§ Work instruction:
Return exactly the lines below, starting with the one that has "use crate::builder::cache::ResolvedEnvironment;" and going on through the one that has "extra flag segment.".

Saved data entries
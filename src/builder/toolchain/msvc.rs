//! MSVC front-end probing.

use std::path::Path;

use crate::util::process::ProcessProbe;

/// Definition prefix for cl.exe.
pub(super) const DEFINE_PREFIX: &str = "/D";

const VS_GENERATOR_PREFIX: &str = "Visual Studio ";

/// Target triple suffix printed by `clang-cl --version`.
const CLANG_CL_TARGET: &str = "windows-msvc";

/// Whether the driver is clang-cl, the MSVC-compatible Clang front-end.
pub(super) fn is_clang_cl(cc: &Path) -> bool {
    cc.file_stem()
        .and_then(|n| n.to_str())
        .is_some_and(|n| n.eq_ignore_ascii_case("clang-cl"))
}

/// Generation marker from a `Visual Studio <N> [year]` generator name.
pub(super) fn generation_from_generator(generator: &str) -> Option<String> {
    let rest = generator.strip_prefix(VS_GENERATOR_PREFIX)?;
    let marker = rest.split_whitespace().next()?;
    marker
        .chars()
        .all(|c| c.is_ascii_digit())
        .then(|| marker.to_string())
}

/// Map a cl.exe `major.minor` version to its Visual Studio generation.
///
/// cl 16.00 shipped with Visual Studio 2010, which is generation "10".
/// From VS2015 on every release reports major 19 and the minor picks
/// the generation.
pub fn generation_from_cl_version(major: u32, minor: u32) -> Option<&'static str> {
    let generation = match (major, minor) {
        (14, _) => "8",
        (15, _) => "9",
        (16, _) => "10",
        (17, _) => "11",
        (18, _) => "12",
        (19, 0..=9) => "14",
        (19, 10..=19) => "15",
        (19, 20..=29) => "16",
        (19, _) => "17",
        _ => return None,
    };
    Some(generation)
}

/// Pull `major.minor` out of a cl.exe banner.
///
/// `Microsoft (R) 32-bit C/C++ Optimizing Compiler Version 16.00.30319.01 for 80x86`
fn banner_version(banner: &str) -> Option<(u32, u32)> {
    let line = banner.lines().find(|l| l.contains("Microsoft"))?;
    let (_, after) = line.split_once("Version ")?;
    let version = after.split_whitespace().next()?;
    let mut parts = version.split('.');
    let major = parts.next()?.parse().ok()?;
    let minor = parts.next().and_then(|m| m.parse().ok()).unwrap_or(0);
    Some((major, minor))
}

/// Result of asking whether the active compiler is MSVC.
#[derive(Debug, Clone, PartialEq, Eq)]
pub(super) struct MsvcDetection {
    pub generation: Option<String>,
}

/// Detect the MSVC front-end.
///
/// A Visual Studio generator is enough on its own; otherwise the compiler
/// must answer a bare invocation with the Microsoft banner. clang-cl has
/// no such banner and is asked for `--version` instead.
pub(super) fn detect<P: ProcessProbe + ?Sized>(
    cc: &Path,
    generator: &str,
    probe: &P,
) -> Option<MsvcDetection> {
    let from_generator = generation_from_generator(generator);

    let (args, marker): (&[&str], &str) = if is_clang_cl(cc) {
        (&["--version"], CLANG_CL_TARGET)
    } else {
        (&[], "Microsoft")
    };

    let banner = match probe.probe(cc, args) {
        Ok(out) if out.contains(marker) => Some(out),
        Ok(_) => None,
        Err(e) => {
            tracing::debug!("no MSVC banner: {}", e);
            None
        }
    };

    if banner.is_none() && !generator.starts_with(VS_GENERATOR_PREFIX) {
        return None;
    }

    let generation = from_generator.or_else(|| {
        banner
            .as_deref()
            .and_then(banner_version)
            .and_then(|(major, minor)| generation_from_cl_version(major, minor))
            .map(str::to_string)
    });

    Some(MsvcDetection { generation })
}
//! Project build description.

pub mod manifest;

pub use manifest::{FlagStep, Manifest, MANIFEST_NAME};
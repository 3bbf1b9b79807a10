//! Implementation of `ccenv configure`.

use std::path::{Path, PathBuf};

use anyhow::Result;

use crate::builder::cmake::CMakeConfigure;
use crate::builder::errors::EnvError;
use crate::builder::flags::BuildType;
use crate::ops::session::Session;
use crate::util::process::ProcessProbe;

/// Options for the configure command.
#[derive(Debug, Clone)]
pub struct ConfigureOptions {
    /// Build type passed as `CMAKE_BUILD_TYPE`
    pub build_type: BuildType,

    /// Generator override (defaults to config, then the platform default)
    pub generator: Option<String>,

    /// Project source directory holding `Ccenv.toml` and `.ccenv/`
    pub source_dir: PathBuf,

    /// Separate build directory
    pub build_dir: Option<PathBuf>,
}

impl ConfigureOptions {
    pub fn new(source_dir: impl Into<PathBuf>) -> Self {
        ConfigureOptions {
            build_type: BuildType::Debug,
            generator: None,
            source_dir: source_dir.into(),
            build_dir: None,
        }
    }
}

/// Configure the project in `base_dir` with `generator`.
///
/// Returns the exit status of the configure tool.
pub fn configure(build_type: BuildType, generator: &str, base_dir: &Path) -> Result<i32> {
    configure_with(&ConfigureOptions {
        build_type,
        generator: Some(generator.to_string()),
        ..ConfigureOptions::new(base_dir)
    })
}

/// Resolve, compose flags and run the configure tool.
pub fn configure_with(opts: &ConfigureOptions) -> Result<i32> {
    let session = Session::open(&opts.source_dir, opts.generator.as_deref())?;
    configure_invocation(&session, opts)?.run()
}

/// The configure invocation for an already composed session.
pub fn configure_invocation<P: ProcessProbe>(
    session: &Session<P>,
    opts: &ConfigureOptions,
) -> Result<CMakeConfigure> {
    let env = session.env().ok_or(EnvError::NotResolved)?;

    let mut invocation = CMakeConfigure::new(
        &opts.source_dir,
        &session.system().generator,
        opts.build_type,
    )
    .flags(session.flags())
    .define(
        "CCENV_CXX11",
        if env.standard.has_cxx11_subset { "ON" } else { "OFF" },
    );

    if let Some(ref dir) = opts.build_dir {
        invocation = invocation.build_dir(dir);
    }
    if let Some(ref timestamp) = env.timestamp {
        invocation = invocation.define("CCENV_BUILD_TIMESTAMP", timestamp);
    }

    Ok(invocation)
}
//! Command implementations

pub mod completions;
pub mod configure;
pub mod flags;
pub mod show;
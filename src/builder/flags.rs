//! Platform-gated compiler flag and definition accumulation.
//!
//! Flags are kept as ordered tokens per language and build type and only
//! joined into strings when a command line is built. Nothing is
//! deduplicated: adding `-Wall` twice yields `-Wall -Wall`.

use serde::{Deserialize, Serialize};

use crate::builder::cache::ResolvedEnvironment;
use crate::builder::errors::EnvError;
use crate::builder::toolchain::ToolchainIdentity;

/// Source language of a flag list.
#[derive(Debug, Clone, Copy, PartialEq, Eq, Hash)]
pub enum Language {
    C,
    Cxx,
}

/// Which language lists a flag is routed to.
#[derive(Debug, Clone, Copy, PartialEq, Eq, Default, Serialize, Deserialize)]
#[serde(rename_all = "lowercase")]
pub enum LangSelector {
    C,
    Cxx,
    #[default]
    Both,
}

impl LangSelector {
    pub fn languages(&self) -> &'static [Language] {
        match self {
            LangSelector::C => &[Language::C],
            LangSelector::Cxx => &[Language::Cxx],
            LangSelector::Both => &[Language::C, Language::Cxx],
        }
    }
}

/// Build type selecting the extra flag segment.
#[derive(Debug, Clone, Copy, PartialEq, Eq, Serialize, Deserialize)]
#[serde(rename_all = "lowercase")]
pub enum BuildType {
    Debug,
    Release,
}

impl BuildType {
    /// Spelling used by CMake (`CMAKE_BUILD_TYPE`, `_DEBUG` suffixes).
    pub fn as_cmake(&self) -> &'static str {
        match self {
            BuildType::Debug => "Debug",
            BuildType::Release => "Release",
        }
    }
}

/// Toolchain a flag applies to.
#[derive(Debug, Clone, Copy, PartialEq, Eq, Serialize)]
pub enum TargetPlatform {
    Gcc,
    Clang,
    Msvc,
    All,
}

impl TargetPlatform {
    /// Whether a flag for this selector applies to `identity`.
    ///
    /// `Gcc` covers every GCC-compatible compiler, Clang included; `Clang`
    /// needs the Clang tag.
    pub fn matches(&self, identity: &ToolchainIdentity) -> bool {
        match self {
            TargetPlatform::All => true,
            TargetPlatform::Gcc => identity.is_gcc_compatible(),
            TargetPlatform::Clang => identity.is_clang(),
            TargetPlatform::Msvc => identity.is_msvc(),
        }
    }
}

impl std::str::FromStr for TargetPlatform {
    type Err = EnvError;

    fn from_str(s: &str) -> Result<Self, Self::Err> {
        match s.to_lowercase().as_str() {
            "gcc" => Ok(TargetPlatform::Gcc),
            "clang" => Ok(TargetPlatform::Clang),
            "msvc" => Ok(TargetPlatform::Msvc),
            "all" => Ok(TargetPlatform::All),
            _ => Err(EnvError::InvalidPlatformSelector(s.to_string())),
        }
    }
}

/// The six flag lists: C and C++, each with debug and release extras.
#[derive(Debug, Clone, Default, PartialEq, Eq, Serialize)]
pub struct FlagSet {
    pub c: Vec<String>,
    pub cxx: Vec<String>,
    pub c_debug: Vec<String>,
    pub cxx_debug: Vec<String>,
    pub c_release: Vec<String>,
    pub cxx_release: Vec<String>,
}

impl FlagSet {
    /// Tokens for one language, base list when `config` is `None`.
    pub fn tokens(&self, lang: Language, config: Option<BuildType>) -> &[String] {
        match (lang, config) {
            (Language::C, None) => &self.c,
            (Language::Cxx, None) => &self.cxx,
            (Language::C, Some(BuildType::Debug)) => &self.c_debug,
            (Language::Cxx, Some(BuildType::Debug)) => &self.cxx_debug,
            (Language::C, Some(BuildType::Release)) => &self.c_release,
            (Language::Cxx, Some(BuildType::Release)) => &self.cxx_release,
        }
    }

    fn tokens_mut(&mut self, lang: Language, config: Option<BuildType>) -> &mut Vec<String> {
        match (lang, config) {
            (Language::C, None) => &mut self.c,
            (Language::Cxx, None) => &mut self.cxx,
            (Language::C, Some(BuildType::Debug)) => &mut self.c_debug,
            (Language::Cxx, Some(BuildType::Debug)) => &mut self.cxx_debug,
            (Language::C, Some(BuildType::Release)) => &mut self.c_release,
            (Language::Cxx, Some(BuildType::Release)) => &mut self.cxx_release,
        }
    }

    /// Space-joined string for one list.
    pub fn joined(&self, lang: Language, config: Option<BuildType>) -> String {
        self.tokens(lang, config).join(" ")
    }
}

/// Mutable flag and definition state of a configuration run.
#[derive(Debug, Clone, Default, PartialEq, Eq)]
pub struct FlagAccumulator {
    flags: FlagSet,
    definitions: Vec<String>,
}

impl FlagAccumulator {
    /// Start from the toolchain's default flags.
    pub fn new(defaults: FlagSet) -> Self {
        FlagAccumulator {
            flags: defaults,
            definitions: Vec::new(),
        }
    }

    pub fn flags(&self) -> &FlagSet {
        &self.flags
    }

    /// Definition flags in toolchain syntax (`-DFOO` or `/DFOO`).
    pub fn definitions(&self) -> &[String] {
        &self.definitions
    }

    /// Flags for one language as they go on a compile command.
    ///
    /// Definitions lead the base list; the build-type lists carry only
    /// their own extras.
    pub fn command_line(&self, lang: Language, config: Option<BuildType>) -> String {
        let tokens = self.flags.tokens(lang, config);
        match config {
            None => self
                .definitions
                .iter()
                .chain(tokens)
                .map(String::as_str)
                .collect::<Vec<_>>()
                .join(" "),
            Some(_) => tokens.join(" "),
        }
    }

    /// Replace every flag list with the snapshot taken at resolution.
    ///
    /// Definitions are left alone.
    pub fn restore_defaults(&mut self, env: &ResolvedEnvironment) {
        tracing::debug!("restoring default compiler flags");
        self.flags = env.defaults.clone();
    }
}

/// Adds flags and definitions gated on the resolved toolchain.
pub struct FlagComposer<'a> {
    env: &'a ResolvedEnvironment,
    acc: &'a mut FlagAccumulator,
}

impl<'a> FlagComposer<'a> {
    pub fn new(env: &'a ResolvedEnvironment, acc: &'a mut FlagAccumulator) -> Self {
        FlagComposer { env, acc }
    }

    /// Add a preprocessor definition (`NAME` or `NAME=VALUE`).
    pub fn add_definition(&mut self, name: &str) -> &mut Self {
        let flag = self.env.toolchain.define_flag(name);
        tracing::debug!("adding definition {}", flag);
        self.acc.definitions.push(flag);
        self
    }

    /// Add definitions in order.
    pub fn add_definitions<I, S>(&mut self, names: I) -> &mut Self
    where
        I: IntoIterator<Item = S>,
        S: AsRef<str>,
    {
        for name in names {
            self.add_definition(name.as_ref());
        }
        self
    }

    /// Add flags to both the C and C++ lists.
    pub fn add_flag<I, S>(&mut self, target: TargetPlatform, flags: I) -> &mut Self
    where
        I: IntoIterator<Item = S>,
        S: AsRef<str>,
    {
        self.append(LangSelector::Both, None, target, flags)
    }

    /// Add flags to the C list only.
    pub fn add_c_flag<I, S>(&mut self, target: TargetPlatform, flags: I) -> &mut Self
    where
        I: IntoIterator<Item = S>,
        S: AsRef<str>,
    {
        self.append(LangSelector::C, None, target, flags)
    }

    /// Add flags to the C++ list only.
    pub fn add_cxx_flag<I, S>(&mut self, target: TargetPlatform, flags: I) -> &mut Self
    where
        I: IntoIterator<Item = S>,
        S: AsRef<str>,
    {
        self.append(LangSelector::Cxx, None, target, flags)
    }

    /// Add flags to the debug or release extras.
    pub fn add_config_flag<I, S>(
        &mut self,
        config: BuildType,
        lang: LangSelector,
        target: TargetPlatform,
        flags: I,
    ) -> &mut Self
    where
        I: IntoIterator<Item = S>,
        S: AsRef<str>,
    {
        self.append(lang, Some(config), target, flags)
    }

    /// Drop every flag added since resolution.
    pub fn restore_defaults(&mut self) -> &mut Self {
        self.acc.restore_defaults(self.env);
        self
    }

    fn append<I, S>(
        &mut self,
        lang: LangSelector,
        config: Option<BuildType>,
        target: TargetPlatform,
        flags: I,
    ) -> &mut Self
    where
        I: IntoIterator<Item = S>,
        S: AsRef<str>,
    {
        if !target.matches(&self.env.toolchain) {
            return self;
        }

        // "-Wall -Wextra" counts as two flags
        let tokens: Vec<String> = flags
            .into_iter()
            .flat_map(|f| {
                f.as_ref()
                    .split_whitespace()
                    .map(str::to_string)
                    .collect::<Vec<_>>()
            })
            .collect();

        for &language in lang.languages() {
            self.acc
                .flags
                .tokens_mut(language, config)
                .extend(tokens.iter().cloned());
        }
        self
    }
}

§ Your response:
use crate::builder::cache::ResolvedEnvironment;
use crate::builder::errors::EnvError;
use crate::builder::toolchain::ToolchainIdentity;

/// Source language of a flag list.
#[derive(Debug, Clone, Copy, PartialEq, Eq, Hash)]
pub enum Language {
    C,
    Cxx,
}

/// Which language lists a flag is routed to.
#[derive(Debug, Clone, Copy, PartialEq, Eq, Default, Serialize, Deserialize)]
#[serde(rename_all = "lowercase")]
pub enum LangSelector {
    C,
    Cxx,
    #[default]
    Both,
}

impl LangSelector {
    pub fn languages(&self) -> &'static [Language] {
        match self {
            LangSelector::C => &[Language::C],
            LangSelector::Cxx => &[Language::Cxx],
            LangSelector::Both => &[Language::C, Language::Cxx],
        }
    }
}

/// Build type selecting the extra flag segment.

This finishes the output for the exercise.